Saat ini saya sedang
tidak ingin buih-buih pikiran di dalam otak ini hilang begitu saja.
Diombang-ambingkan ombak untuk kemudian terlantar di daratan entah berantah
kemudian menguap bersama sengatan terik mentari. Maka dari itu, sekiranya ada
suatu hal yang sekiranya bisa diambil manfaatnya oleh orang lain, maka jari ini
tidak sabar beradu dengan keyboard laptop. Maka dari itu, saya tuliskan
saja hal yang mungkin sebagian orang hanya remeh-temeh, tentang taktik lolos
tes.
Kata lolos dalam judul
tidak secara kebetulan saya cantumkan. Saya lebih sreg menggunakan kata ini
ketimbang padanannya yang terdekat, lulus. Sebenarnya, hal ini kembali pada
sudut pandang individual mengenai serangkaian tes yang diadakan oleh lembaga
pendidikan dewasa ini. Selain itu, kata lulus lebih terasa sakral ketimbang
lolos. Lulus lebih identik bergandengan dengan hal-hal positif, semisal lulus
kuliah atau lulus uji coba mesin untuk kendaraan. Adapun lolos, dia identik
bergandengan dengan hal negatif, semisal lolos dari kejaran anjing, lolos dari
tangkapan polisi dan sejenisnya.
Apakah dengan begitu
saya ingin menggambarkan bahwa tes di al-Azhar seseram serigala hutan? Mungkin,
bisa jadi, karena kita agak kesulitan menerka dari mana soal-soal ujian itu
akan menerkam kita. Ketika serigala-serigala tersebut datang, tujuan kita pasti
satu, lolos dari dari terkamannya. Kita tidak dituntut untuk menjinakkan hewan
yang taringnya bisa mengoyak daging layaknya kita mengunyah agar-agar, sehingga
dikatakan lulus menjinakkan serigala. Itu pun kalau kita mampu. Bagaimana
mungkin kita menunjukkan kepiawaian dalam menjinakkan binatang sedangkan hal
tersebut membutuhkan waktu yang lama. Ditambah lagi, serigala yang kita hadapi
ini sudah berpuasa selama empat bulan alias satu termin, benar-benar kelaparan.
Sekarang, mari kita
mulai taktiknya. Taktik ini memang lebih dikhususkan bagi pelajar Universitas
Azhar, tetapi tidak menutup kemungkinan bagi para pelajar di penjuru dunia
untuk memakainya jika ada kecocokan.

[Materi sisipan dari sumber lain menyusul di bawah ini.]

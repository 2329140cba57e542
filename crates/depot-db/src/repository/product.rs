//! # Product Repository
//!
//! Database operations for products, including the two atomic quantity
//! primitives the stock ledger is built on.
//!
//! ## Guarded Quantity Updates
//! ```text
//! ┌─────────────────────────────────────────────────────────────────────────┐
//! │                 Why Conditional Updates                                 │
//! │                                                                         │
//! │  ❌ WRONG: read-then-write (races under concurrent sells)              │
//! │     let p = get(id);                 // both callers read quantity=5   │
//! │     if p.quantity >= qty { ... }     // both pass the check            │
//! │     UPDATE products SET quantity = 3 // over-sold                      │
//! │                                                                         │
//! │  ✅ CORRECT: single guarded statement                                  │
//! │     UPDATE products SET quantity = quantity - ?q                       │
//! │     WHERE id = ?id AND quantity >= ?q                                  │
//! │                                                                         │
//! │  Zero rows affected means the precondition no longer holds; the        │
//! │  caller distinguishes NotFound from InsufficientStock with an          │
//! │  existence probe and surfaces the failure without mutating.            │
//! └─────────────────────────────────────────────────────────────────────────┘
//! ```

use chrono::Utc;
use sqlx::{Sqlite, SqlitePool};
use tracing::debug;
use uuid::Uuid;

use crate::error::{DbError, DbResult};
use depot_core::{NewProduct, Product};

const PRODUCT_COLUMNS: &str = "id, barcode, name, category_id, stock_location_id, \
     quantity, cost_cents, price_cents, created_at, updated_at";

/// Outcome of a guarded quantity update.
#[derive(Debug, Clone, Copy, PartialEq, Eq)]
pub enum StockUpdate {
    /// The guard held and the row was updated.
    Applied,
    /// Zero rows matched: the row is missing or the guard would go
    /// negative. Callers distinguish the two with an existence probe.
    Insufficient,
}

/// Repository for product database operations.
///
/// Mutating quantity through anything but [`try_decrement`] /
/// [`try_adjust`] bypasses the ledger's invariants; only the ledger and
/// tests should touch those directly.
///
/// [`try_decrement`]: ProductRepository::try_decrement
/// [`try_adjust`]: ProductRepository::try_adjust
#[derive(Debug, Clone)]
pub struct ProductRepository {
    pool: SqlitePool,
}

impl ProductRepository {
    /// Creates a new ProductRepository.
    pub fn new(pool: SqlitePool) -> Self {
        ProductRepository { pool }
    }

    /// Gets a product by its ID.
    pub async fn get_by_id(&self, id: &str) -> DbResult<Option<Product>> {
        Self::fetch_by_id(&self.pool, id).await
    }

    /// Executor-generic fetch, usable inside a storage transaction.
    pub async fn fetch_by_id<'e, E>(executor: E, id: &str) -> DbResult<Option<Product>>
    where
        E: sqlx::Executor<'e, Database = Sqlite>,
    {
        let sql = format!("SELECT {} FROM products WHERE id = ?1", PRODUCT_COLUMNS);
        let product = sqlx::query_as::<_, Product>(&sql)
            .bind(id)
            .fetch_optional(executor)
            .await?;

        Ok(product)
    }

    /// Gets a product by its barcode (the unique business identifier).
    pub async fn get_by_barcode(&self, barcode: &str) -> DbResult<Option<Product>> {
        let sql = format!(
            "SELECT {} FROM products WHERE barcode = ?1",
            PRODUCT_COLUMNS
        );
        let product = sqlx::query_as::<_, Product>(&sql)
            .bind(barcode)
            .fetch_optional(&self.pool)
            .await?;

        Ok(product)
    }

    /// Lists products ordered by name.
    pub async fn list(&self, limit: u32) -> DbResult<Vec<Product>> {
        let sql = format!(
            "SELECT {} FROM products ORDER BY name LIMIT ?1",
            PRODUCT_COLUMNS
        );
        let products = sqlx::query_as::<_, Product>(&sql)
            .bind(limit)
            .fetch_all(&self.pool)
            .await?;

        Ok(products)
    }

    /// Inserts a new product and returns it.
    ///
    /// ## Errors
    /// `DbError::UniqueViolation` when the barcode already exists.
    pub async fn insert(&self, input: &NewProduct) -> DbResult<Product> {
        Self::insert_with(&self.pool, input).await
    }

    /// Executor-generic insert, usable inside a storage transaction.
    pub async fn insert_with<'e, E>(executor: E, input: &NewProduct) -> DbResult<Product>
    where
        E: sqlx::Executor<'e, Database = Sqlite>,
    {
        debug!(barcode = %input.barcode, "Inserting product");

        let now = Utc::now();
        let product = Product {
            id: Uuid::new_v4().to_string(),
            barcode: input.barcode.trim().to_string(),
            name: input.name.trim().to_string(),
            category_id: input.category_id.clone(),
            stock_location_id: input.stock_location_id.clone(),
            quantity: input.quantity,
            cost_cents: input.cost_cents,
            price_cents: input.price_cents,
            created_at: now,
            updated_at: now,
        };

        sqlx::query(
            r#"
            INSERT INTO products (
                id, barcode, name, category_id, stock_location_id,
                quantity, cost_cents, price_cents, created_at, updated_at
            ) VALUES (?1, ?2, ?3, ?4, ?5, ?6, ?7, ?8, ?9, ?10)
            "#,
        )
        .bind(&product.id)
        .bind(&product.barcode)
        .bind(&product.name)
        .bind(&product.category_id)
        .bind(&product.stock_location_id)
        .bind(product.quantity)
        .bind(product.cost_cents)
        .bind(product.price_cents)
        .bind(product.created_at)
        .bind(product.updated_at)
        .execute(executor)
        .await?;

        Ok(product)
    }

    /// Guarded conditional decrement, usable inside a storage transaction.
    ///
    /// Applies `quantity -= qty` only while `quantity >= qty` still holds.
    pub async fn try_decrement<'e, E>(executor: E, id: &str, qty: i64) -> DbResult<StockUpdate>
    where
        E: sqlx::Executor<'e, Database = Sqlite>,
    {
        debug!(id = %id, qty = %qty, "Conditional stock decrement");

        let now = Utc::now();
        let result = sqlx::query(
            r#"
            UPDATE products
            SET quantity = quantity - ?2, updated_at = ?3
            WHERE id = ?1 AND quantity >= ?2
            "#,
        )
        .bind(id)
        .bind(qty)
        .bind(now)
        .execute(executor)
        .await?;

        if result.rows_affected() > 0 {
            Ok(StockUpdate::Applied)
        } else {
            Ok(StockUpdate::Insufficient)
        }
    }

    /// Guarded delta adjustment (positive or negative), usable inside a
    /// storage transaction.
    ///
    /// The guard `quantity + delta >= 0` keeps the stored count
    /// non-negative without a read-then-write window.
    pub async fn try_adjust<'e, E>(executor: E, id: &str, delta: i64) -> DbResult<StockUpdate>
    where
        E: sqlx::Executor<'e, Database = Sqlite>,
    {
        debug!(id = %id, delta = %delta, "Conditional stock adjustment");

        let now = Utc::now();
        let result = sqlx::query(
            r#"
            UPDATE products
            SET quantity = quantity + ?2, updated_at = ?3
            WHERE id = ?1 AND quantity + ?2 >= 0
            "#,
        )
        .bind(id)
        .bind(delta)
        .bind(now)
        .execute(executor)
        .await?;

        if result.rows_affected() > 0 {
            Ok(StockUpdate::Applied)
        } else {
            Ok(StockUpdate::Insufficient)
        }
    }

    /// Updates an existing product row in full.
    ///
    /// Callers (the ledger) are responsible for invariant checks and for
    /// stamping `updated_at`; this is a plain row write, so what the
    /// caller holds is exactly what the row says.
    pub async fn update<'e, E>(executor: E, product: &Product) -> DbResult<()>
    where
        E: sqlx::Executor<'e, Database = Sqlite>,
    {
        debug!(id = %product.id, "Updating product");

        let result = sqlx::query(
            r#"
            UPDATE products SET
                barcode = ?2,
                name = ?3,
                category_id = ?4,
                stock_location_id = ?5,
                quantity = ?6,
                cost_cents = ?7,
                price_cents = ?8,
                updated_at = ?9
            WHERE id = ?1
            "#,
        )
        .bind(&product.id)
        .bind(&product.barcode)
        .bind(&product.name)
        .bind(&product.category_id)
        .bind(&product.stock_location_id)
        .bind(product.quantity)
        .bind(product.cost_cents)
        .bind(product.price_cents)
        .bind(product.updated_at)
        .execute(executor)
        .await?;

        if result.rows_affected() == 0 {
            return Err(DbError::not_found("Product", &product.id));
        }

        Ok(())
    }

    /// Hard-deletes a product.
    ///
    /// Transaction line items referencing it keep their dangling
    /// product_id; the ledger is historical, not a live join.
    pub async fn delete(&self, id: &str) -> DbResult<()> {
        Self::delete_with(&self.pool, id).await
    }

    /// Executor-generic delete, usable inside a storage transaction.
    pub async fn delete_with<'e, E>(executor: E, id: &str) -> DbResult<()>
    where
        E: sqlx::Executor<'e, Database = Sqlite>,
    {
        debug!(id = %id, "Deleting product");

        let result = sqlx::query("DELETE FROM products WHERE id = ?1")
            .bind(id)
            .execute(executor)
            .await?;

        if result.rows_affected() == 0 {
            return Err(DbError::not_found("Product", id));
        }

        Ok(())
    }

    /// Counts products (for diagnostics).
    pub async fn count(&self) -> DbResult<i64> {
        let count: i64 = sqlx::query_scalar("SELECT COUNT(*) FROM products")
            .fetch_one(&self.pool)
            .await?;

        Ok(count)
    }
}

Sebelum memulai, saya ingin meningatkan
bahwa saya hanya mengajari untuk lolos, bukan untuk lulus, atau yang saya
ilustrasikan dengan menjinakkan pada paragraf di atas. Berikut beberapa taktik
yang perlu dilakukan:
1.
Cari batasan diktat yang diujikan
Di kalangan Masisir
(Mahasiswa Indonesia Mesir) kami menamakan batasan ujian ini dengan tahdid.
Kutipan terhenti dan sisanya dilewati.